Task objective → Search the listing below for "TaskError". Copy each matching line.

▬▬▬▬▬▬▬▬▬▬

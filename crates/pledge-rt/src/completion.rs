// SPDX-License-Identifier: (MIT OR Apache-2.0)
//! Write-once completion handle.
//!
//! A `Completion` is settled exactly once with `Ok(T)` or a
//! `TaskError<E>`. Continuations registered before settlement run on the
//! settling thread; continuations registered after run immediately on the
//! registering thread. Either way each one sees the fully settled result.
//!
//! Settling from inside a callback does not recurse. The outermost
//! `complete` on a thread drains a thread-local queue, and nested
//! settlements on that thread append to it, so a chain of any length
//! settles in constant stack depth.

use std::cell::RefCell;
use std::collections::VecDeque;
use std::panic::{self, AssertUnwindSafe};
use std::sync::atomic::{AtomicUsize, Ordering};
use std::sync::{Arc, Condvar, Mutex, MutexGuard, PoisonError};
use std::time::{Duration, Instant};

use crate::error::{panic_message, Fault, TaskError};
use crate::pool::ThreadPool;

/// What a settled `Completion` holds.
pub type TaskResult<T, E> = Result<T, TaskError<E>>;

type Callback<T, E> = Box<dyn FnOnce(&TaskResult<T, E>) + Send + 'static>;

/// Callbacks of one settlement, bound to its result.
type Dispatch = Box<dyn FnOnce()>;

thread_local! {
    /// `Some` while this thread is draining settlements.
    static SETTLING: RefCell<Option<VecDeque<Dispatch>>> = const { RefCell::new(None) };
}

/// Queue `job` behind the settlement being drained on this thread, or
/// hand it back if nothing is draining.
fn enqueue(job: Dispatch) -> Option<Dispatch> {
    SETTLING.with(|s| match s.borrow_mut().as_mut() {
        Some(queue) => {
            queue.push_back(job);
            None
        }
        None => Some(job),
    })
}

fn next_queued() -> Option<Dispatch> {
    SETTLING.with(|s| s.borrow_mut().as_mut().and_then(VecDeque::pop_front))
}

/// Clears the draining state even if a dispatch unwinds.
struct Draining;

impl Draining {
    fn start() -> Self {
        SETTLING.with(|s| *s.borrow_mut() = Some(VecDeque::new()));
        Draining
    }
}

impl Drop for Draining {
    fn drop(&mut self) {
        let _ = SETTLING.try_with(|s| s.borrow_mut().take());
    }
}

/// Run `job` now, then everything it queues, unless an outer frame on
/// this thread is already draining.
fn dispatch(job: Dispatch) {
    let Some(job) = enqueue(job) else {
        return;
    };
    let _draining = Draining::start();
    job();
    while let Some(next) = next_queued() {
        next();
    }
}

enum State<T, E> {
    Pending(Vec<Callback<T, E>>),
    Done(TaskResult<T, E>),
}

struct Inner<T, E> {
    state: Mutex<State<T, E>>,
    settled: Condvar,
}

fn guard<T>(m: &Mutex<T>) -> MutexGuard<'_, T> {
    m.lock().unwrap_or_else(PoisonError::into_inner)
}

/// Shared, write-once result cell. Clones observe the same settlement.
pub struct Completion<T, E> {
    inner: Arc<Inner<T, E>>,
}

impl<T, E> Clone for Completion<T, E> {
    fn clone(&self) -> Self {
        Self {
            inner: self.inner.clone(),
        }
    }
}

impl<T, E> std::fmt::Debug for Completion<T, E> {
    fn fmt(&self, f: &mut std::fmt::Formatter<'_>) -> std::fmt::Result {
        f.debug_struct("Completion")
            .field("done", &self.is_done())
            .finish()
    }
}

impl<T, E> Completion<T, E> {
    pub fn is_done(&self) -> bool {
        matches!(*guard(&self.inner.state), State::Done(_))
    }

    /// True if both handles share one cell.
    pub fn ptr_eq(&self, other: &Self) -> bool {
        Arc::ptr_eq(&self.inner, &other.inner)
    }

    fn with_state(state: State<T, E>) -> Self {
        Self {
            inner: Arc::new(Inner {
                state: Mutex::new(state),
                settled: Condvar::new(),
            }),
        }
    }
}

impl<T, E> Completion<T, E>
where
    T: Clone + Send + 'static,
    E: Clone + Send + 'static,
{
    /// An unsettled handle.
    pub fn pending() -> Self {
        Self::with_state(State::Pending(Vec::new()))
    }

    /// A handle already settled with `result`.
    pub fn settled(result: TaskResult<T, E>) -> Self {
        Self::with_state(State::Done(result))
    }

    pub fn completed(value: T) -> Self {
        Self::settled(Ok(value))
    }

    pub fn rejected(error: E) -> Self {
        Self::settled(Err(TaskError::Rejected(error)))
    }

    pub fn faulted(fault: Fault) -> Self {
        Self::settled(Err(TaskError::Fault(fault)))
    }

    /// Settle the handle. Only the first call takes effect; later calls
    /// return `false` and leave the stored result untouched.
    pub fn complete(&self, result: TaskResult<T, E>) -> bool {
        let callbacks = {
            let mut state = guard(&self.inner.state);
            if matches!(*state, State::Done(_)) {
                return false;
            }
            match std::mem::replace(&mut *state, State::Done(result.clone())) {
                State::Pending(callbacks) => callbacks,
                State::Done(_) => Vec::new(),
            }
        };
        self.inner.settled.notify_all();
        if !callbacks.is_empty() {
            dispatch(Box::new(move || {
                for callback in callbacks {
                    run_callback(callback, &result);
                }
            }));
        }
        true
    }

    /// The settled result, if any, without blocking.
    pub fn peek(&self) -> Option<TaskResult<T, E>> {
        match &*guard(&self.inner.state) {
            State::Done(result) => Some(result.clone()),
            State::Pending(_) => None,
        }
    }

    /// Block until settled.
    pub fn wait(&self) -> TaskResult<T, E> {
        if let Some(result) = self.settle_queued() {
            return result;
        }
        let mut state = guard(&self.inner.state);
        loop {
            if let State::Done(result) = &*state {
                return result.clone();
            }
            state = self
                .inner
                .settled
                .wait(state)
                .unwrap_or_else(PoisonError::into_inner);
        }
    }

    /// Block until settled or `timeout` elapses.
    pub fn wait_timeout(&self, timeout: Duration) -> Option<TaskResult<T, E>> {
        if let Some(result) = self.settle_queued() {
            return Some(result);
        }
        let deadline = Instant::now() + timeout;
        let mut state = guard(&self.inner.state);
        loop {
            if let State::Done(result) = &*state {
                return Some(result.clone());
            }
            let now = Instant::now();
            if now >= deadline {
                return None;
            }
            state = self
                .inner
                .settled
                .wait_timeout(state, deadline - now)
                .unwrap_or_else(PoisonError::into_inner)
                .0;
        }
    }

    /// A wait issued from inside a callback may depend on settlements
    /// still queued on this thread. Run them until this handle settles.
    fn settle_queued(&self) -> Option<TaskResult<T, E>> {
        loop {
            if let Some(result) = self.peek() {
                return Some(result);
            }
            let job = next_queued()?;
            job();
        }
    }

    /// Run `f` with the settled result: now if already settled, otherwise
    /// on the thread that settles the handle.
    pub fn on_complete<F>(&self, f: F)
    where
        F: FnOnce(&TaskResult<T, E>) + Send + 'static,
    {
        let result = {
            let mut state = guard(&self.inner.state);
            match &mut *state {
                State::Pending(callbacks) => {
                    callbacks.push(Box::new(f));
                    return;
                }
                State::Done(result) => result.clone(),
            }
        };
        run_callback(Box::new(f), &result);
    }

    /// Derive a new handle by merging this one's result through `f`.
    ///
    /// `f` runs synchronously on whichever thread observes settlement. A
    /// panic in `f` settles the derived handle with `Fault::Panicked`.
    pub fn handle<U, E2, F>(&self, f: F) -> Completion<U, E2>
    where
        U: Clone + Send + 'static,
        E2: Clone + Send + 'static,
        F: FnOnce(TaskResult<T, E>) -> TaskResult<U, E2> + Send + 'static,
    {
        let next = Completion::pending();
        let target = next.clone();
        self.on_complete(move |result| {
            let merged = panic::catch_unwind(AssertUnwindSafe(|| f(result.clone())))
                .unwrap_or_else(|payload| Err(Fault::from_panic(payload).into()));
            target.complete(merged);
        });
        next
    }

    /// Succeeds once every input succeeds; fails with the first failure
    /// observed. No inputs means immediate success.
    pub fn all_of(handles: &[Completion<T, E>]) -> Completion<(), E> {
        let gate = Completion::pending();
        if handles.is_empty() {
            gate.complete(Ok(()));
            return gate;
        }
        let remaining = Arc::new(AtomicUsize::new(handles.len()));
        for handle in handles {
            let gate = gate.clone();
            let remaining = remaining.clone();
            handle.on_complete(move |result| match result {
                Err(e) => {
                    gate.complete(Err(e.clone()));
                }
                Ok(_) => {
                    if remaining.fetch_sub(1, Ordering::AcqRel) == 1 {
                        gate.complete(Ok(()));
                    }
                }
            });
        }
        gate
    }

    /// Settles like whichever input settles first. No inputs means the
    /// result never settles.
    pub fn any_of(handles: &[Completion<T, E>]) -> Completion<T, E> {
        let first = Completion::pending();
        for handle in handles {
            let first = first.clone();
            handle.on_complete(move |result| {
                first.complete(result.clone());
            });
        }
        first
    }

    /// Run `f` on `pool` with a handle to the returned completion.
    ///
    /// `f` settles the handle itself, now or later from any thread.
    /// Returning `Err` rejects and a panic faults, unless `f` settled
    /// first. A refused submission faults with `PoolShutdown`.
    pub fn spawn<F>(pool: &ThreadPool, f: F) -> Self
    where
        F: FnOnce(Self) -> Result<(), E> + Send + 'static,
    {
        let completion = Self::pending();
        let target = completion.clone();
        let submitted = pool.execute(move || {
            match panic::catch_unwind(AssertUnwindSafe(|| f(target.clone()))) {
                Ok(Ok(())) => {}
                Ok(Err(e)) => {
                    target.complete(Err(TaskError::Rejected(e)));
                }
                Err(payload) => {
                    let fault = Fault::from_panic(payload);
                    tracing::debug!(error = %fault, "spawned task panicked");
                    target.complete(Err(fault.into()));
                }
            }
        });
        if submitted.is_err() {
            tracing::debug!("spawned task refused: pool is shut down");
            completion.complete(Err(Fault::PoolShutdown.into()));
        }
        completion
    }
}

fn run_callback<T, E>(callback: Callback<T, E>, result: &TaskResult<T, E>) {
    if let Err(payload) = panic::catch_unwind(AssertUnwindSafe(|| callback(result))) {
        tracing::warn!(
            panic = %panic_message(&*payload),
            "completion callback panicked"
        );
    }
}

▬▬▬▬▬▬▬▬▬▬

Answer area →
//! `TaskError<E>`. Continuations registered before settlement run on the
use crate::error::{panic_message, Fault, TaskError};
pub type TaskResult<T, E> = Result<T, TaskError<E>>;
        Self::settled(Err(TaskError::Rejected(error)))
        Self::settled(Err(TaskError::Fault(fault)))
                    target.complete(Err(TaskError::Rejected(e)));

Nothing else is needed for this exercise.